What is needed> Lines below starting with the line with "let mut backup" and going on through the line with "std::fs::rename(path, &backup)" must be output exactly; the rest of the records must be left out.
[Source material]
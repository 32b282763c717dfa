use anyhow::{Context, Result};
use std::path::Path;

use crate::config::Config;

const CONFIG_TEMPLATE: &str = r#"# orin configuration
#
# Every value can also be set with an environment variable: ORIN_ plus the
# section and key joined by a double underscore, e.g.
#   ORIN_BACKEND__MODEL=~/models/qwen3-4b.gguf
#   ORIN_SESSION__VERIFY=true

# ── Backend ──────────────────────────────────────────────────────
# llama.cpp's llama-cli, either a path or a name on $PATH.

[backend]
binary = "llama-cli"
model = "~/models/model.gguf"
# Placed before the generated arguments.
# extra_args = ["--no-display-prompt", "-no-cnv", "-ngl", "0"]

# ── Generation ───────────────────────────────────────────────────

[generation]
temperature = 0.2
max_tokens = 1024
context_size = 4096
# threads = 8                      # defaults to the number of CPUs
# no_mmap = false

# ── Session ──────────────────────────────────────────────────────

[session]
# Question/answer pairs sent with each prompt.
window_size = 6
# Reasoning display: auto, always or never.
thinking = "auto"
# Critique and revise answers before accepting them (/verify toggles).
verify = false
# timeout_secs = 300
transcript = true
# transcript_dir = "~/.local/share/orin/sessions"
# system_prompt = "You are Orin, a helpful AI assistant."

# ── Reasoning markers ────────────────────────────────────────────

[markers]
open = "<think>"
close = "</think>"

# ── Verification ─────────────────────────────────────────────────

[verification]
# Maximum revisions per answer.
iteration_cap = 1
critique_temperature = 0.2
critique_max_tokens = 256
"#;

pub fn run() -> Result<()> {
    let config_dir = Config::config_dir()?;
    let config_path = config_dir.join("config.toml");

    // Create directory if needed
    std::fs::create_dir_all(&config_dir)
        .with_context(|| format!("Failed to create config directory: {}", config_dir.display()))?;

    if config_path.exists() {
        println!("Existing config file found:");
        println!("  {}", config_path.display());
        print!("\nOverwrite? (The existing file will be backed up) [y/N] ");

        // Flush stdout so the prompt appears before reading
        use std::io::Write;
        std::io::stdout().flush()?;

        let mut input = String::new();
        std::io::stdin().read_line(&mut input)?;

        if !input.trim().eq_ignore_ascii_case("y") {
            println!("Setup cancelled.");
            return Ok(());
        }

        backup_file(&config_path)?;
    }

    write_template(&config_path)?;
    println!("Created {}", config_path.display());

    println!("\nNext steps:");
    println!("  1. Point [backend] model at a GGUF file");
    println!("  2. Check the setup:   orin status");
    println!("  3. Start chatting:    orin");
    println!("  4. Or ask once:       orin -p \"hello world\"");

    Ok(())
}

fn write_template(path: &Path) -> Result<()> {
    std::fs::write(path, CONFIG_TEMPLATE)
        .with_context(|| format!("Failed to write {}", path.display()))
}

/// Back up a file to <name>.bak, appending a timestamp if .bak already exists.
fn backup_file(path: &Path) -> Result<()> {
    let mut backup = path.with_extension("toml.bak");

    if backup.exists() {
        let timestamp = chrono::Local::now().format("%Y%m%d-%H%M%S");
        let name = format!("toml.bak.{}", timestamp);
        backup = path.with_extension(name);
    }

    std::fs::rename(path, &backup)
        .with_context(|| format!("Failed to back up {} to {}", path.display(), backup.display()))?;
    println!("  Backed up to {}", backup.display());

    Ok(())
}

#[cfg(test)]
mod tests {
    use super::*;

    #[test]
    fn test_template_loads() {
        let dir = tempfile::tempdir().unwrap();
        let path = dir.path().join("config.toml");
        write_template(&path).unwrap();

        let config = Config::load(Some(&path)).unwrap();
        assert_eq!(config.session.window_size, 6);
        assert_eq!(config.markers.open, "<think>");
        assert!(config.backend.model.ends_with("models/model.gguf"));
    }

    #[test]
    fn test_backup_file() {
        let dir = tempfile::tempdir().unwrap();
        let path = dir.path().join("config.toml");
        std::fs::write(&path, "old").unwrap();

        backup_file(&path).unwrap();
        assert!(!path.exists());
        assert_eq!(
            std::fs::read_to_string(dir.path().join("config.toml.bak")).unwrap(),
            "old"
        );
    }
}
//! Terminal output for turns and REPL messages.

use std::io::{self, Stdout, Write};
use std::time::Duration;

use crossterm::style::{Attribute, Color, ResetColor, SetAttribute, SetForegroundColor};
use crossterm::terminal::size;
use crossterm::QueueableCommand;

use orin_core::{Phase, TurnEvent, TurnSink, Verdict};

use crate::spinner::Spinner;

/// Where the current phase's output stands.
#[derive(Debug, Clone, Copy, PartialEq, Eq)]
enum Section {
    None,
    Reasoning,
    Answer,
}

pub struct TerminalRenderer {
    out: Stdout,
    /// Colors and spinner; off when stdout is not a terminal.
    styled: bool,
    spinner: Option<Spinner>,
    section: Section,
    /// Printed a header for this phase's answer but no text yet.
    answer_started: bool,
    iteration: u32,
}

impl TerminalRenderer {
    pub fn new(styled: bool) -> Self {
        Self {
            out: io::stdout(),
            styled,
            spinner: None,
            section: Section::None,
            answer_started: false,
            iteration: 0,
        }
    }

    pub fn detect() -> Self {
        Self::new(atty::is(atty::Stream::Stdout))
    }

    fn color(&mut self, color: Color) -> io::Result<()> {
        if self.styled {
            self.out.queue(SetForegroundColor(color))?;
        }
        Ok(())
    }

    fn bold(&mut self) -> io::Result<()> {
        if self.styled {
            self.out.queue(SetAttribute(Attribute::Bold))?;
        }
        Ok(())
    }

    fn reset(&mut self) -> io::Result<()> {
        if self.styled {
            self.out.queue(SetAttribute(Attribute::Reset))?;
            self.out.queue(ResetColor)?;
        }
        Ok(())
    }

    fn line(&mut self, color: Color, text: &str) -> io::Result<()> {
        self.color(color)?;
        writeln!(self.out, "{}", text)?;
        self.reset()?;
        self.out.flush()
    }

    /// Print a section header with styling.
    pub fn print_section_header(&mut self, title: &str) -> io::Result<()> {
        let width = size().map(|(w, _)| w as usize).unwrap_or(80).min(100);
        let title_len = title.chars().count() + 2;
        let remaining = width.saturating_sub(title_len).saturating_sub(1);
        let left_len = remaining / 2;
        let right_len = remaining - left_len;

        self.color(Color::DarkGrey)?;
        write!(self.out, "{} ", "─".repeat(left_len))?;
        self.color(Color::Cyan)?;
        write!(self.out, "{}", title)?;
        self.color(Color::DarkGrey)?;
        writeln!(self.out, " {}", "─".repeat(right_len))?;
        self.reset()?;
        self.out.flush()
    }

    pub fn print_status(&mut self, msg: &str) -> io::Result<()> {
        self.line(Color::Green, &format!("✓ {}", msg))
    }

    pub fn print_info(&mut self, msg: &str) -> io::Result<()> {
        self.line(Color::DarkGrey, msg)
    }

    pub fn print_warning(&mut self, msg: &str) -> io::Result<()> {
        self.line(Color::Yellow, msg)
    }

    pub fn print_error(&mut self, msg: &str) -> io::Result<()> {
        self.color(Color::Red)?;
        self.out.flush()?;
        eprintln!("Error: {}", msg);
        self.reset()?;
        self.out.flush()
    }

    pub fn print_prompt_hint(&mut self) -> io::Result<()> {
        self.line(
            Color::DarkGrey,
            "/help · /exit or Ctrl+D · empty line or Ctrl+D submits · Ctrl+C interrupts",
        )
    }

    pub fn print_help(&mut self) -> io::Result<()> {
        self.color(Color::Cyan)?;
        self.bold()?;
        writeln!(self.out, "\nCommands:")?;
        self.reset()?;
        for (cmd, desc) in [
            ("/help", "Show this help message"),
            ("/clear", "Clear conversation history"),
            ("/new", "Start a new conversation session"),
            ("/thinking [mode]", "Cycle or set reasoning display (auto/always/never)"),
            ("/verify", "Toggle answer verification (alias: /interleaved)"),
            ("/stats", "Show session statistics"),
            ("/debug", "Show the last raw model output"),
            ("/exit, /quit", "Exit"),
        ] {
            self.color(Color::Green)?;
            write!(self.out, "  {:<18}", cmd)?;
            self.reset()?;
            writeln!(self.out, "{}", desc)?;
        }
        writeln!(self.out)?;
        writeln!(self.out, "Type a message over one or more lines; an empty line or Ctrl+D sends it.")?;
        writeln!(self.out, "In auto mode reasoning is shown for analytical or longer questions.\n")?;
        self.out.flush()
    }

    /// `[1.2s, ~14.0 tok/s]` after an answer.
    pub fn print_timing(&mut self, elapsed: Duration, tokens_per_second: f64) -> io::Result<()> {
        self.line(
            Color::DarkGrey,
            &format!(
                "[{:.1}s, ~{:.1} tok/s]\n",
                elapsed.as_secs_f64(),
                tokens_per_second
            ),
        )
    }

    /// Print a block of text between two dim rules.
    pub fn print_block(&mut self, title: &str, body: &str) -> io::Result<()> {
        self.print_section_header(title)?;
        writeln!(self.out, "{}", body)?;
        self.print_section_header(&format!("end {}", title))
    }

    fn stop_spinner(&mut self) {
        if let Some(mut spinner) = self.spinner.take() {
            spinner.stop();
        }
    }

    /// Stop any spinner left over from an interrupted or failed turn.
    pub fn abort_turn(&mut self) {
        self.stop_spinner();
        if self.section != Section::None {
            let _ = writeln!(self.out);
            let _ = self.out.flush();
        }
        self.section = Section::None;
    }

    fn answer_title(&self, phase: Phase) -> String {
        match phase {
            Phase::Drafting => "Response".to_string(),
            Phase::Critiquing => "Verification".to_string(),
            Phase::Revising => format!("Revision {}", self.iteration + 1),
            Phase::Accepted => "Answer".to_string(),
        }
    }

    fn handle(&mut self, event: TurnEvent) -> io::Result<()> {
        match event {
            TurnEvent::PhaseStarted { phase, iteration } => {
                self.section = Section::None;
                self.answer_started = false;
                self.iteration = iteration;
                if self.styled {
                    let label = match phase {
                        Phase::Drafting => "Thinking",
                        Phase::Critiquing => "Verifying",
                        Phase::Revising => "Revising",
                        Phase::Accepted => "Finishing",
                    };
                    self.spinner = Some(Spinner::start(label));
                }
            }
            TurnEvent::Reasoning { text, .. } => {
                self.stop_spinner();
                if self.section != Section::Reasoning {
                    self.print_section_header("Thinking")?;
                    self.section = Section::Reasoning;
                }
                self.color(Color::DarkGrey)?;
                write!(self.out, "{}", text)?;
                self.reset()?;
                self.out.flush()?;
            }
            TurnEvent::Answer { phase, text } => {
                self.stop_spinner();
                // Leading blank lines after a reasoning span are noise.
                let text = if self.answer_started {
                    text.as_str()
                } else {
                    text.trim_start()
                };
                if text.is_empty() {
                    return Ok(());
                }
                if self.section != Section::Answer {
                    if self.section == Section::Reasoning {
                        writeln!(self.out)?;
                    }
                    let title = self.answer_title(phase);
                    self.print_section_header(&title)?;
                    self.section = Section::Answer;
                }
                self.answer_started = true;
                if phase == Phase::Critiquing {
                    self.color(Color::DarkGrey)?;
                }
                write!(self.out, "{}", text)?;
                self.reset()?;
                self.out.flush()?;
            }
            TurnEvent::PhaseFinished { unterminated, .. } => {
                self.stop_spinner();
                if self.section != Section::None {
                    writeln!(self.out)?;
                }
                if unterminated {
                    self.line(Color::Yellow, "(the output ended inside an unclosed reasoning marker)")?;
                }
                self.section = Section::None;
                self.out.flush()?;
            }
            TurnEvent::Degraded { phase, error } => {
                self.stop_spinner();
                if self.section != Section::None {
                    writeln!(self.out)?;
                    self.section = Section::None;
                }
                self.line(
                    Color::Yellow,
                    &format!("Verification stopped while {}: {}", phase, error),
                )?;
            }
            TurnEvent::Finished { verdict } => {
                self.stop_spinner();
                match &verdict {
                    Verdict::NotRequested => {}
                    Verdict::Verified => self.line(Color::Green, "✓ verified")?,
                    Verdict::CapReached | Verdict::Unverified(_) => {
                        self.line(Color::Yellow, &format!("! {}", verdict))?
                    }
                }
            }
        }
        Ok(())
    }
}

impl TurnSink for TerminalRenderer {
    fn on_event(&mut self, event: TurnEvent) {
        if let Err(e) = self.handle(event) {
            tracing::debug!(error = %e, "Failed to write to terminal");
        }
    }
}

impl Drop for TerminalRenderer {
    fn drop(&mut self) {
        self.stop_spinner();
    }
}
[/Source material]
Answer to this exercise>
    let mut backup = path.with_extension("toml.bak");

    if backup.exists() {
        let timestamp = chrono::Local::now().format("%Y%m%d-%H%M%S");
        let name = format!("toml.bak.{}", timestamp);
        backup = path.with_extension(name);
    }

    std::fs::rename(path, &backup)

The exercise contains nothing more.